Saved data entries

★ ★ ★ ★

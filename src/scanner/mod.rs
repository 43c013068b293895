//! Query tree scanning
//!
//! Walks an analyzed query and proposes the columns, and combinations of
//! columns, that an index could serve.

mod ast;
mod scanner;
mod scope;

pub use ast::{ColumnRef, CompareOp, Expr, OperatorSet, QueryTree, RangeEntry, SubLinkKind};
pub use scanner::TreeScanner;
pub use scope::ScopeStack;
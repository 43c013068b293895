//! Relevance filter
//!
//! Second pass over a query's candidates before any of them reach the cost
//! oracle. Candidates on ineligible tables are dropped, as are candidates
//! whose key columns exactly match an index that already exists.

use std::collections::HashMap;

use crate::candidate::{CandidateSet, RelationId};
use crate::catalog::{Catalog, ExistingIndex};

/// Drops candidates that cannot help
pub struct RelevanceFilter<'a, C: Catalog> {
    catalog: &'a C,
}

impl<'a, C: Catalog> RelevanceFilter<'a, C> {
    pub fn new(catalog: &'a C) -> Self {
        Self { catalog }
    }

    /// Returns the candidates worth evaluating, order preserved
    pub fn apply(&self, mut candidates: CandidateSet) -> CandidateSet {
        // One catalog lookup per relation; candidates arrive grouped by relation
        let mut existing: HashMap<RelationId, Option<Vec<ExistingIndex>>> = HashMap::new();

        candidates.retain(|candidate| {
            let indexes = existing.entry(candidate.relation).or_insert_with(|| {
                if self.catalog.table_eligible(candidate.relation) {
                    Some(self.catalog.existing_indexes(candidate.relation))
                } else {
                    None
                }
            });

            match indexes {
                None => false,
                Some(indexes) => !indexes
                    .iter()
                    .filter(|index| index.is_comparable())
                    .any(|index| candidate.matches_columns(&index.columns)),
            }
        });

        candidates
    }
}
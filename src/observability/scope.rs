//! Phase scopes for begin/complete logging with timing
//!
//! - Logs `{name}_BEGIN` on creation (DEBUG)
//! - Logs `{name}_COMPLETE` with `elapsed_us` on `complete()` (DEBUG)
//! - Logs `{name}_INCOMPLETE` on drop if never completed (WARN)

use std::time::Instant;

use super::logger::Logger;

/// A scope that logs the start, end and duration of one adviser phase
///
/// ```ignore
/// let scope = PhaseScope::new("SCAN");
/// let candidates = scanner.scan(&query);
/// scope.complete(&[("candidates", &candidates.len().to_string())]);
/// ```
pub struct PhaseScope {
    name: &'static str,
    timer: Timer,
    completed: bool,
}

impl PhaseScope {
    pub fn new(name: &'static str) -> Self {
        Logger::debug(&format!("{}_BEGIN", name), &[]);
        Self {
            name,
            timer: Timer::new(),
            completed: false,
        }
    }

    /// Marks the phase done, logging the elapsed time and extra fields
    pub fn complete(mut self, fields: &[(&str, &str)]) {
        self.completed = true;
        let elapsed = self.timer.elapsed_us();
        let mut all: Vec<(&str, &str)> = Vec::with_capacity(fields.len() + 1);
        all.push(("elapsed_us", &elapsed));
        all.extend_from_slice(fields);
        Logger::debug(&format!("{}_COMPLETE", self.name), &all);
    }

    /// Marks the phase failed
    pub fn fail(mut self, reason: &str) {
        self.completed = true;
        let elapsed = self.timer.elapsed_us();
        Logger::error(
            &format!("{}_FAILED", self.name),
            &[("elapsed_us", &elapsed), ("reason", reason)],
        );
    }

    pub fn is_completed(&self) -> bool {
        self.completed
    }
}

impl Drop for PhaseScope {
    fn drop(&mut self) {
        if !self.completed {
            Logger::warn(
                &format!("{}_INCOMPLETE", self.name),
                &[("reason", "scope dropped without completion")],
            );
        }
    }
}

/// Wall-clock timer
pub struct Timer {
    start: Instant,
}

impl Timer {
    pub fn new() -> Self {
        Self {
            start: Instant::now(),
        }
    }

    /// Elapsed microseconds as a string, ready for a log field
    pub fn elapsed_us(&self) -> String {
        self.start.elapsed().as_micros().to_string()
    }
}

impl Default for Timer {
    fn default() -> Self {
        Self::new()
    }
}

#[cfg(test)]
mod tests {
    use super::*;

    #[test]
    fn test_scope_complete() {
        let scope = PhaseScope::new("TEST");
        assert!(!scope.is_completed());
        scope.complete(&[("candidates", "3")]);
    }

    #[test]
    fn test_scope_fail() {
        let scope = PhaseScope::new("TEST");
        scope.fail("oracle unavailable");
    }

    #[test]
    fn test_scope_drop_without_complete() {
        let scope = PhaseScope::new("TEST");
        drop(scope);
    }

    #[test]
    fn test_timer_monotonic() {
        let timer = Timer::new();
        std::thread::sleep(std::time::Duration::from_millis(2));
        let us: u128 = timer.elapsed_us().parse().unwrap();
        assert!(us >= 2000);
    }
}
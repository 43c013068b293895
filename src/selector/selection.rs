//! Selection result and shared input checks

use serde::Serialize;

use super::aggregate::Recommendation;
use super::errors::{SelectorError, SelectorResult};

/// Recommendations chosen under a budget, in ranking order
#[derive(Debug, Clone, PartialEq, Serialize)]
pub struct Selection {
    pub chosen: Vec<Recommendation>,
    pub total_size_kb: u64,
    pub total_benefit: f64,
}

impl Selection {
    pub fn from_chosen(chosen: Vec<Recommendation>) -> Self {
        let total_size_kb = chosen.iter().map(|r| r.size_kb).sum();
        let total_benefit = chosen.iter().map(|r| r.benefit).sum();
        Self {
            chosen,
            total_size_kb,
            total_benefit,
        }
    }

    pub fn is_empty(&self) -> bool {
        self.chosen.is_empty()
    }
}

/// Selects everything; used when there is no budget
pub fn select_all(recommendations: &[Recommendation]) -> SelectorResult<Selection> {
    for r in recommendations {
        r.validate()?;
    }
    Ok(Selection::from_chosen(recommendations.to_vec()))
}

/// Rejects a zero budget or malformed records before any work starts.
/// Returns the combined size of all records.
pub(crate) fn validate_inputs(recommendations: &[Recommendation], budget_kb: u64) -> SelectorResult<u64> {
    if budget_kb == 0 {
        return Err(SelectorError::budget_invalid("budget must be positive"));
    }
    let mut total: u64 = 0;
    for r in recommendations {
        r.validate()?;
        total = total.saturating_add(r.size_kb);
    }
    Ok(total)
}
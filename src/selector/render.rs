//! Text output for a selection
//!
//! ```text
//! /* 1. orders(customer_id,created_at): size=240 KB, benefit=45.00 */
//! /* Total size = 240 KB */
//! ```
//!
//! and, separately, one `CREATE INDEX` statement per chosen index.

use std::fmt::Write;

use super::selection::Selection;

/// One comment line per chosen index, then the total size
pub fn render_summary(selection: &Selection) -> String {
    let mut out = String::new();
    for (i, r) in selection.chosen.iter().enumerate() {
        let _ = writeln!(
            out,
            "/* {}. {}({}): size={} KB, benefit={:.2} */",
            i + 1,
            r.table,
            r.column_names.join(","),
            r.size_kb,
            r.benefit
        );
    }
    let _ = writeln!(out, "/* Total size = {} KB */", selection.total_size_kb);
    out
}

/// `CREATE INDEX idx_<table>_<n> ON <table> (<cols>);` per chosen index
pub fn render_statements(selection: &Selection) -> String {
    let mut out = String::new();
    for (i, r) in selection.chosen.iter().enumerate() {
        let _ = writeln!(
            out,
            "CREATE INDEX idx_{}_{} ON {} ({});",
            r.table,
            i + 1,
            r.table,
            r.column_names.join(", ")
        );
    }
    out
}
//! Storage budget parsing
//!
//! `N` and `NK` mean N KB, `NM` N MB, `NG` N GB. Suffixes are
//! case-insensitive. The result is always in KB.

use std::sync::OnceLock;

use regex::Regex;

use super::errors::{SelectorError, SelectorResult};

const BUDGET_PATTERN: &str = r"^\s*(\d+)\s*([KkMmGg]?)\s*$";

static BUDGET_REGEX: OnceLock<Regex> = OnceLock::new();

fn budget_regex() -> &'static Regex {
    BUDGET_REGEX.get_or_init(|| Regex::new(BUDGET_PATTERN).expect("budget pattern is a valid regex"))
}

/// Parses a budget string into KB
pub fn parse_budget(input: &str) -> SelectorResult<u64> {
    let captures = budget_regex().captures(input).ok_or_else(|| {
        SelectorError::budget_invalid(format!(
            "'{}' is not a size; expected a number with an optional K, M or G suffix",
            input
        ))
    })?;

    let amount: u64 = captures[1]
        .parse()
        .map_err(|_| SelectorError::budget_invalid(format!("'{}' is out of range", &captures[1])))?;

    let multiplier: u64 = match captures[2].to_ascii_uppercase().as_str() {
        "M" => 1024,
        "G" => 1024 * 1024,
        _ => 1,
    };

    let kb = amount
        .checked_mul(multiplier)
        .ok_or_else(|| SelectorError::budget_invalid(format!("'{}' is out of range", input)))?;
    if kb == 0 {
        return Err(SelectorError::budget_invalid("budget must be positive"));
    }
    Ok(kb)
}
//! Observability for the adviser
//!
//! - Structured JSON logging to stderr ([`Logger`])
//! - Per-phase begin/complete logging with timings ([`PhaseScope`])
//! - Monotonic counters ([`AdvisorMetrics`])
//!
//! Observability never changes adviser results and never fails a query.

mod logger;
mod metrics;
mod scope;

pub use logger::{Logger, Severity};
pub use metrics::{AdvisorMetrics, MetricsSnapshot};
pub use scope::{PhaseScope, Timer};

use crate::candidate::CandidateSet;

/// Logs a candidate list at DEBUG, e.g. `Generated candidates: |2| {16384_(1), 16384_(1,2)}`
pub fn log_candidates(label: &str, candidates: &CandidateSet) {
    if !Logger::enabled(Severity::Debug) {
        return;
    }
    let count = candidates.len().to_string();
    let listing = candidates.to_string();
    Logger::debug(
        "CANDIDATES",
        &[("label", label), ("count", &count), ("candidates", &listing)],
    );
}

★ ★ ★ ★

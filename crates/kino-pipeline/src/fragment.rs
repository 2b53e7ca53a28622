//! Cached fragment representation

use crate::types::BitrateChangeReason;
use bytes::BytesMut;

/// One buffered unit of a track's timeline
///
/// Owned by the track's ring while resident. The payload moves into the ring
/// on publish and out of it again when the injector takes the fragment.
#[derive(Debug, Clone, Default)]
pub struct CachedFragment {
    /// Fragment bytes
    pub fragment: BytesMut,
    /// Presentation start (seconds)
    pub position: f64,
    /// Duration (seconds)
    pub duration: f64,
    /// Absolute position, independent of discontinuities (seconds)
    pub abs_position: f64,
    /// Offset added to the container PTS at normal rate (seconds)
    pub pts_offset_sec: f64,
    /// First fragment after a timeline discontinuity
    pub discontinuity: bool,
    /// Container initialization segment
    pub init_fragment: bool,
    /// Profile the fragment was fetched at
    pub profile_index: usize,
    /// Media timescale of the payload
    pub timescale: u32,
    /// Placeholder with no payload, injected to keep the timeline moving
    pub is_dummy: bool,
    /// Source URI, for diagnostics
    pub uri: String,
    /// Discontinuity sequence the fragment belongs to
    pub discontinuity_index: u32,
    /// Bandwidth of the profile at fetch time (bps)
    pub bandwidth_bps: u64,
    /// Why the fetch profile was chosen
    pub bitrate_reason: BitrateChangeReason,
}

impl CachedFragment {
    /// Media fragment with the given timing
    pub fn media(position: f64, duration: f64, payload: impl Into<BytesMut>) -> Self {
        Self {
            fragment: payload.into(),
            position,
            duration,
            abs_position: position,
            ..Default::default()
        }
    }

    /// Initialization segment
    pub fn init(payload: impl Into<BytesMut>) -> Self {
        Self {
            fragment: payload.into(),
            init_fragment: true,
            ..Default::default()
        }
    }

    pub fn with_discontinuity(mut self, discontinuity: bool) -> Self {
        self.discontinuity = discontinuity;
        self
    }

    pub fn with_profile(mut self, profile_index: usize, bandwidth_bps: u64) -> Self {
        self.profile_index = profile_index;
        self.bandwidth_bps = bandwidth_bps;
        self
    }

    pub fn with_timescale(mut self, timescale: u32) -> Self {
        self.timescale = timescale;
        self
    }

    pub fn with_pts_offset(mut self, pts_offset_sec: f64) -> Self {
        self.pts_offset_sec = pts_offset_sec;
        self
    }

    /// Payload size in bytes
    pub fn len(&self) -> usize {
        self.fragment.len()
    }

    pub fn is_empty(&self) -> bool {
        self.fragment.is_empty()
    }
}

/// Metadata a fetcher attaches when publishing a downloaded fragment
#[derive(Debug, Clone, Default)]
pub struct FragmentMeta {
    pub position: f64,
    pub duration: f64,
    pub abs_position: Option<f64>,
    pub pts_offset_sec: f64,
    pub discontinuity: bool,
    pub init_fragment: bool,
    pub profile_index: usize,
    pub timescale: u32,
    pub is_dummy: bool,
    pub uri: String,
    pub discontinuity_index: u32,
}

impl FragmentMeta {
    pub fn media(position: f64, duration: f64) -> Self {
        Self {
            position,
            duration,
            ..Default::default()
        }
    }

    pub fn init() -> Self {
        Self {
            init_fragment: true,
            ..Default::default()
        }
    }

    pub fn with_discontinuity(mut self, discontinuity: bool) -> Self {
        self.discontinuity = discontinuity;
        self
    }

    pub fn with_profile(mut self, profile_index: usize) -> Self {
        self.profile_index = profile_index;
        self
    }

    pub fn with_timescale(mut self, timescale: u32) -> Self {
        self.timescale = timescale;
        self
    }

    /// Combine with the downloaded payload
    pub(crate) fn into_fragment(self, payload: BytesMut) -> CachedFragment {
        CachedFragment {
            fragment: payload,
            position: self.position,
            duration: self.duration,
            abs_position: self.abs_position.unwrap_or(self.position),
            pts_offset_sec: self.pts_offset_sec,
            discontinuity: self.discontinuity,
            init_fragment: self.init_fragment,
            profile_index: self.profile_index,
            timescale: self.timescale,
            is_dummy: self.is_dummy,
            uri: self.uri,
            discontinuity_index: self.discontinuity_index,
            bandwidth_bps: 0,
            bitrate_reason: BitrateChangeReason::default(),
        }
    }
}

★ ★ ★ ★

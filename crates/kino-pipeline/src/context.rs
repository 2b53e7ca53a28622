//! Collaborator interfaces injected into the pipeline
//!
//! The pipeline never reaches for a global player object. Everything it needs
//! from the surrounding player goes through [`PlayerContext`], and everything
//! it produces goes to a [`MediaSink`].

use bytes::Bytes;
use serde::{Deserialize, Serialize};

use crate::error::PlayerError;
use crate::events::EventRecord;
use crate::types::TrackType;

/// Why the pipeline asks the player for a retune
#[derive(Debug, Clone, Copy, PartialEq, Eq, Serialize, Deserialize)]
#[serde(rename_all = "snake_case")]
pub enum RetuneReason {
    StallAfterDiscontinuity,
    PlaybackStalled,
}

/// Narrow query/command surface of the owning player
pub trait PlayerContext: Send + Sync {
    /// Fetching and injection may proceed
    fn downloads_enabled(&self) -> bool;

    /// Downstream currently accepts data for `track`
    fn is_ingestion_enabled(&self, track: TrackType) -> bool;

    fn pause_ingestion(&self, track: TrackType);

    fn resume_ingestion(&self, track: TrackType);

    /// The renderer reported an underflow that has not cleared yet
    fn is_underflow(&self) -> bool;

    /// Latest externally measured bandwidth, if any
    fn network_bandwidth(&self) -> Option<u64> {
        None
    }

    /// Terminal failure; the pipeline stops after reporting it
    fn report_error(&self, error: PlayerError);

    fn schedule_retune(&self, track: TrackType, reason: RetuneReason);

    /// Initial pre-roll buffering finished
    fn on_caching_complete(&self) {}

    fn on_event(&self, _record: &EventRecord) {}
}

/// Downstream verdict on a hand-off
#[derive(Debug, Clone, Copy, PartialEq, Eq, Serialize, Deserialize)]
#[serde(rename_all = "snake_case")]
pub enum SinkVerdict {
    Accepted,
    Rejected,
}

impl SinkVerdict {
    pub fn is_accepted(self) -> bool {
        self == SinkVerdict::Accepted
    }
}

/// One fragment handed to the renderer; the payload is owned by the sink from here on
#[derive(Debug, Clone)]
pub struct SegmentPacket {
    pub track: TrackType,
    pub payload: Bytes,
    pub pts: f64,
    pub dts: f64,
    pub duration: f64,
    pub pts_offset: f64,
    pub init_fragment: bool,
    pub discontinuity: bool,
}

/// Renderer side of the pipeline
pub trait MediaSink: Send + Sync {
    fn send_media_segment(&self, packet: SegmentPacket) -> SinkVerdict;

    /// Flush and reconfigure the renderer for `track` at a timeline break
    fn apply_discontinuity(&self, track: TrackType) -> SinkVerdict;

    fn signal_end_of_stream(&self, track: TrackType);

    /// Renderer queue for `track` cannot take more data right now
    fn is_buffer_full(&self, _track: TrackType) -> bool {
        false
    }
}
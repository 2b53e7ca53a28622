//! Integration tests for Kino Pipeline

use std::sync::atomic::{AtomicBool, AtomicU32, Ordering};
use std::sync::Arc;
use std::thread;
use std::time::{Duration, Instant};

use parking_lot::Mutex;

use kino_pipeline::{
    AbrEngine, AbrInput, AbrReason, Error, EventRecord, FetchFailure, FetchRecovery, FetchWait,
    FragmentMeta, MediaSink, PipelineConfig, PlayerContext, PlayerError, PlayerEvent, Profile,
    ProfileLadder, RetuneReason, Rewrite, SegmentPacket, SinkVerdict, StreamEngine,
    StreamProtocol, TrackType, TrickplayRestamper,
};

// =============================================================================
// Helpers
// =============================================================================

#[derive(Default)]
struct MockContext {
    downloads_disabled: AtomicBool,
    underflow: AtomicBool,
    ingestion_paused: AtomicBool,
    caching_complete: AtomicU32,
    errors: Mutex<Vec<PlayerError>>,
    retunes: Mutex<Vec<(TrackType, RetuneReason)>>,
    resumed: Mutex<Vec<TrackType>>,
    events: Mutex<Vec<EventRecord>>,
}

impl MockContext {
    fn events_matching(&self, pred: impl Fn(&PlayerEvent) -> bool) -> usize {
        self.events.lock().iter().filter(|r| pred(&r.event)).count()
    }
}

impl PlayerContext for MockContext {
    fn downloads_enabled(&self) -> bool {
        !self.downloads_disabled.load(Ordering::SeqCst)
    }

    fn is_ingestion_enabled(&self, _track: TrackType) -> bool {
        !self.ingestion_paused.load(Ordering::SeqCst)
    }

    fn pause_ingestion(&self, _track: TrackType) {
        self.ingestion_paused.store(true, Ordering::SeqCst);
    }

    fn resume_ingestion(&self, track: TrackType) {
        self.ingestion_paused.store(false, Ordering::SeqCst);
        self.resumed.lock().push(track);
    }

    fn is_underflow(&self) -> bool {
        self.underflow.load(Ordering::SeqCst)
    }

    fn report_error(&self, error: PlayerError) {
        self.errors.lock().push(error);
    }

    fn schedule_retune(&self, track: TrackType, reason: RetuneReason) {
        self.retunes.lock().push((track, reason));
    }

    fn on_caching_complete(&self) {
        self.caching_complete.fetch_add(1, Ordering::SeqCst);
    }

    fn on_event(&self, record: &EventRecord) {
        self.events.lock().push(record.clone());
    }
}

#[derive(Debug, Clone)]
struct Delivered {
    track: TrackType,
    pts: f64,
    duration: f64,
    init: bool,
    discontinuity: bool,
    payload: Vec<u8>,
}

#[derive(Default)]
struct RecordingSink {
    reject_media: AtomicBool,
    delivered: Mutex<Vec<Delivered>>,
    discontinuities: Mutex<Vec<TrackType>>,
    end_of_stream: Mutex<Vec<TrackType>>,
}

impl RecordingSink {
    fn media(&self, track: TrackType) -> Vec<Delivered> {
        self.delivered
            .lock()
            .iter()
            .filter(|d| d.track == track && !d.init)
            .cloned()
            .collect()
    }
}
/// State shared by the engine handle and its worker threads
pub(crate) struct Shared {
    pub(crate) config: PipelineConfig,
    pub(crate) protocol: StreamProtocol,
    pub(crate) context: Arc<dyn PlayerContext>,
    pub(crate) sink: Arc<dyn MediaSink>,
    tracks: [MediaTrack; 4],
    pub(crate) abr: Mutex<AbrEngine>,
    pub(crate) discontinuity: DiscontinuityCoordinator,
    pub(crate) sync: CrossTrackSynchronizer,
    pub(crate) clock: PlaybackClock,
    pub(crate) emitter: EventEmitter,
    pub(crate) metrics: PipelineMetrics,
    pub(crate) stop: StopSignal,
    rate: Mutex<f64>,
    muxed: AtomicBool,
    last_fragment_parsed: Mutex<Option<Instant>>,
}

★ ★ ★ ★

Search the records for the word "Serialize" and copy every line where it occurs.

- _Task answer_
use serde::Serialize;
#[derive(Debug, Clone, PartialEq, Serialize)]
use serde::{Deserialize, Serialize};
#[derive(Debug, Clone, Copy, PartialEq, Eq, Serialize, Deserialize)]
#[derive(Debug, Clone, Copy, PartialEq, Eq, Serialize, Deserialize)]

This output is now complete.